Imran Kahn, Javed Miandad, Wasin the Wrecker, the Rawalpindi Express. Australians are used to looking to Pakistan for fine cricketers and tearaway pace bowlers. What we are not used to is Pakistan showing us the way on how to manage commodities.
Yet that is exactly what Australia’s relentlessly gouged large-scale gas consumers need to do today. As ludicrous as it sounds, energy-poor Pakistan has just struck a deal with Qatar that Australian bulk gas consumers will look upon with envy.
- Pakistan has signed a new 10 year LNG deal with Qatar.
- It will substitute a 2015 deal at a 31% discount with higher volumes.
- The price is 10.2% slope of Brent.
Why and how could this possibly be of use to Australian bulk gas consumers?

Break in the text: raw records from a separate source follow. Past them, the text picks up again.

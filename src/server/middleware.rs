use axum::{
    extract::FromRequestParts,
    http::{header, request::Parts, HeaderMap},
};

use crate::error::AppError;

use super::AppState;

/// Extract bearer token from Authorization header
pub fn extract_bearer_token(headers: &HeaderMap) -> Option<&str> {
    headers
        .get(header::AUTHORIZATION)
        .and_then(|v| v.to_str().ok())
        .and_then(|v| v.strip_prefix("Bearer "))
        .map(str::trim)
        .filter(|token| !token.is_empty())
}

/// Caller identity resolved from the bearer credential.
///
/// Runs before the body extractor, so unauthenticated requests get a 401
/// even when their body is malformed.
#[derive(Debug, Clone)]
pub struct AuthenticatedUser {
    pub user_id: String,
}

impl FromRequestParts<AppState> for AuthenticatedUser {
    type Rejection = AppError;

    async fn from_request_parts(
        parts: &mut Parts,
        state: &AppState,
    ) -> Result<Self, Self::Rejection> {
        let token = extract_bearer_token(&parts.headers)
            .ok_or_else(|| AppError::Auth("Missing authorization header".to_string()))?;

        let user_id = state.identity.resolve(token).await?;

        Ok(Self { user_id })
    }
}
//! Shared fixtures for integration tests

#![allow(dead_code)]

use std::sync::Arc;

use base64::engine::general_purpose::URL_SAFE_NO_PAD;
use base64::Engine;
use chrono::Utc;
use jsonwebtoken::{encode, EncodingKey, Header};
use p256::elliptic_curve::sec1::ToEncodedPoint;
use p256::pkcs8::EncodePrivateKey;
use p256::SecretKey;
use serde_json::json;

use push_dispatch_service::config::{
    DatabaseConfig, JwtConfig, LoggingConfig, OtelConfig, PushConfig, ServerConfig, Settings,
    StoreConfig, VapidConfig,
};
use push_dispatch_service::push::{PushDispatcher, ServerKeyPair};
use push_dispatch_service::store::SubscriptionStore;

pub const JWT_SECRET: &str = "integration-test-secret";
pub const SUBJECT: &str = "mailto:ops@example.com";

/// Deterministic VAPID key pair as (public, private) base64url strings
pub fn key_material() -> (String, String) {
    let secret = SecretKey::from_slice(&[11u8; 32]).expect("valid scalar");
    let public = secret.public_key().to_encoded_point(false);
    let pkcs8 = secret.to_pkcs8_der().expect("pkcs8 encoding");
    (
        URL_SAFE_NO_PAD.encode(public.as_bytes()),
        URL_SAFE_NO_PAD.encode(pkcs8.as_bytes()),
    )
}

pub fn server_keys() -> Arc<ServerKeyPair> {
    let (public, private) = key_material();
    Arc::new(ServerKeyPair::from_base64url(&public, &private).expect("valid key pair"))
}

pub fn push_config() -> PushConfig {
    PushConfig {
        ttl_seconds: 86_400,
        request_timeout_seconds: 2,
        max_concurrency: 4,
    }
}

pub fn dispatcher(store: Arc<dyn SubscriptionStore>) -> PushDispatcher {
    dispatcher_with(store, &push_config())
}

pub fn dispatcher_with(store: Arc<dyn SubscriptionStore>, config: &PushConfig) -> PushDispatcher {
    PushDispatcher::new(store, server_keys(), SUBJECT, config).expect("dispatcher")
}

pub fn settings() -> Settings {
    let (public_key, private_key) = key_material();
    Settings {
        server: ServerConfig::default(),
        jwt: JwtConfig {
            secret: JWT_SECRET.to_string(),
            issuer: None,
            audience: None,
        },
        vapid: VapidConfig {
            public_key,
            private_key,
            subject: SUBJECT.to_string(),
        },
        store: StoreConfig::default(),
        database: DatabaseConfig::default(),
        push: push_config(),
        logging: LoggingConfig::default(),
        otel: OtelConfig::default(),
    }
}

/// HS256 bearer token for `user_id`, signed with the test secret
pub fn bearer_token(user_id: &str) -> String {
    let claims = json!({
        "sub": user_id,
        "exp": Utc::now().timestamp() + 3600,
        "iat": Utc::now().timestamp(),
    });
    encode(
        &Header::default(),
        &claims,
        &EncodingKey::from_secret(JWT_SECRET.as_bytes()),
    )
    .expect("encode token")
}

/// Decode the claims segment of a compact JWT
pub fn jwt_claims(token: &str) -> serde_json::Value {
    let segment = token.split('.').nth(1).expect("claims segment");
    let bytes = URL_SAFE_NO_PAD.decode(segment).expect("base64url segment");
    serde_json::from_slice(&bytes).expect("json claims")
}
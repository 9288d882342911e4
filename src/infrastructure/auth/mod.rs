mod claims;
mod jwt;

use async_trait::async_trait;

use crate::error::AppError;

pub use claims::Claims;
pub use jwt::JwtValidator;

/// Resolves a caller credential (the bearer token) to a user id.
///
/// The HTTP layer only depends on this trait, so an identity provider that
/// needs a network round trip can be swapped in for the local JWT check.
#[async_trait]
pub trait IdentityResolver: Send + Sync {
    async fn resolve(&self, credential: &str) -> Result<String, AppError>;
}

#[async_trait]
impl IdentityResolver for JwtValidator {
    async fn resolve(&self, credential: &str) -> Result<String, AppError> {
        let claims = self.validate(credential).map_err(|e| {
            tracing::debug!(error = %e, "Rejected bearer credential");
            AppError::Auth("Unauthorized".to_string())
        })?;
        if claims.user_id().is_empty() {
            return Err(AppError::Auth("Unauthorized".to_string()));
        }
        Ok(claims.sub)
    }
}
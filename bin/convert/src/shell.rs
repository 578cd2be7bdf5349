//! The interactive menu loop.

use std::io::{BufRead, Write};

use anyhow::Result;
use mcform::{parse_triple, FormColor, Rgb};

/// Which of the two conversions a menu choice selects.
#[derive(Clone, Copy, Debug, PartialEq, Eq)]
enum Direction {
    /// 8-bit RGB channels to a normalized form color.
    RgbToForm,
    /// A normalized form color back to 8-bit RGB channels.
    FormToRgb,
}

/// The interactive shell.
///
/// Owns its input and output streams for the whole program lifetime and
/// walks one menu cycle at a time: show the menu, read a choice, read a
/// color, convert and report. Problems with the input are reported on the
/// output stream and never end the loop; only stream failures do.
pub struct Shell<R, W> {
    input: R,
    output: W,
}

impl<R: BufRead, W: Write> Shell<R, W> {
    /// Create a shell reading from `input` and writing to `output`.
    pub fn new(input: R, output: W) -> Self {
        Self { input, output }
    }

    /// Run menu cycles until the input stream ends.
    pub fn run(&mut self) -> Result<()> {
        while self.cycle()? {}
        Ok(())
    }

    /// Run a single menu cycle and return.
    pub fn run_once(&mut self) -> Result<()> {
        self.cycle()?;
        Ok(())
    }

    /// One full menu cycle. Returns `false` once the input stream is closed.
    fn cycle(&mut self) -> Result<bool> {
        self.show_menu()?;

        let choice = match self.read_line()? {
            Some(choice) => choice,
            None => return Ok(false),
        };
        let direction = match choice.trim() {
            "0" => Direction::RgbToForm,
            "1" => Direction::FormToRgb,
            other => {
                log::debug!("invalid menu choice {:?}", other);
                writeln!(self.output, "Invalid choice, enter 0 or 1.")?;
                return Ok(true);
            }
        };

        let line = match self.prompt_color(direction)? {
            Some(line) => line,
            None => return Ok(false),
        };
        self.convert(direction, line.trim())?;

        Ok(true)
    }

    fn show_menu(&mut self) -> Result<()> {
        writeln!(self.output, "RGB / Bedrock form color converter")?;
        writeln!(self.output, "0 = Convert RGB to form color")?;
        writeln!(self.output, "1 = Convert form color to RGB")?;
        writeln!(self.output, "Press Ctrl+C to exit.")?;
        write!(self.output, "> ")?;
        self.output.flush()?;
        Ok(())
    }

    fn prompt_color(&mut self, direction: Direction) -> Result<Option<String>> {
        match direction {
            Direction::RgbToForm => {
                write!(
                    self.output,
                    "Enter a color as R, G, B (0 to 255), e.g. 255, 150, 0: "
                )?;
            }
            Direction::FormToRgb => {
                write!(
                    self.output,
                    "Enter a form color as R, G, B (0.0 to 1.0), e.g. 1, 0.588, 0: "
                )?;
            }
        }
        self.output.flush()?;
        self.read_line()
    }

    /// Parse and convert one line of input, reporting any problem with it.
    fn convert(&mut self, direction: Direction, line: &str) -> Result<()> {
        let components = match parse_triple(line) {
            Ok(components) => components,
            Err(err) => {
                log::debug!("rejected color input {:?}: {}", line, err);
                writeln!(
                    self.output,
                    "Invalid input, enter a color as \"R, G, B\" ({}).",
                    err
                )?;
                return Ok(());
            }
        };

        match direction {
            Direction::RgbToForm => match FormColor::from_rgb(components) {
                Ok(form) => writeln!(self.output, "Form color: {}", form)?,
                Err(err) => writeln!(self.output, "Invalid color: {}.", err)?,
            },
            Direction::FormToRgb => match Rgb::from_form(components) {
                Ok(rgb) => writeln!(self.output, "RGB color: {}", rgb)?,
                Err(err) => writeln!(self.output, "Invalid color: {}.", err)?,
            },
        }

        Ok(())
    }

    /// Read one line, or `None` once the stream is exhausted.
    fn read_line(&mut self) -> Result<Option<String>> {
        let mut line = String::new();
        if self.input.read_line(&mut line)? == 0 {
            log::debug!("input stream closed");
            return Ok(None);
        }
        Ok(Some(line))
    }
}
use std::io;

use anyhow::Result;
use clap::Parser;
use log::LevelFilter;

mod shell;

use shell::Shell;

#[derive(Parser, Debug)]
#[clap(
    name = "mcform-convert",
    version = "0.1.0",
    about = "Convert colors between 8-bit RGB and Bedrock server form values"
)]
struct Cli {
    #[clap(long, help = "Perform a single conversion and exit instead of looping")]
    once: bool,

    #[clap(long, short, default_value = "warn")]
    log_level: String,
}

fn main() -> Result<()> {
    let cli = Cli::parse();

    let log_level_filter = cli.log_level.parse().unwrap_or(LevelFilter::Warn);
    env_logger::Builder::new()
        .filter_level(log_level_filter)
        .init();

    let mut shell = Shell::new(io::stdin().lock(), io::stdout());
    if cli.once {
        shell.run_once()
    } else {
        shell.run()
    }
}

Regular readers will understand the long and sordid history of the east coast gas export cartel which is in bed with the scandalously corrupt Morrison Government. The cartel captured most east coast reserves and overbuilt LNG export hubs in QLD. Since 2014 it has shipped too much gas, often at losses, deliberately to tighten the local market and make it up with gains here.
The local gas cartel charges bulk customers for Aussie gas at a 14% Brent slope. So there is a huge spread between that and the price being paid by Pakistan to import Qatari gas. If Aussie bulk consumers can establish LNG import teminals then they arbitrage this spread:
Over the cycle, gas will be $1-2Gj cheaper for bulk consumers using fully imported Qatari or Asian spot gas than at the prices currently on offer for gas extracted down the road. This includes shipping and regasification costs.
With the Morrison Government utterly captured and pursuing the Gas Unplan to embed persistent shortages and higher prices, LNG imports are now the only way left to break the cartel stranglehold.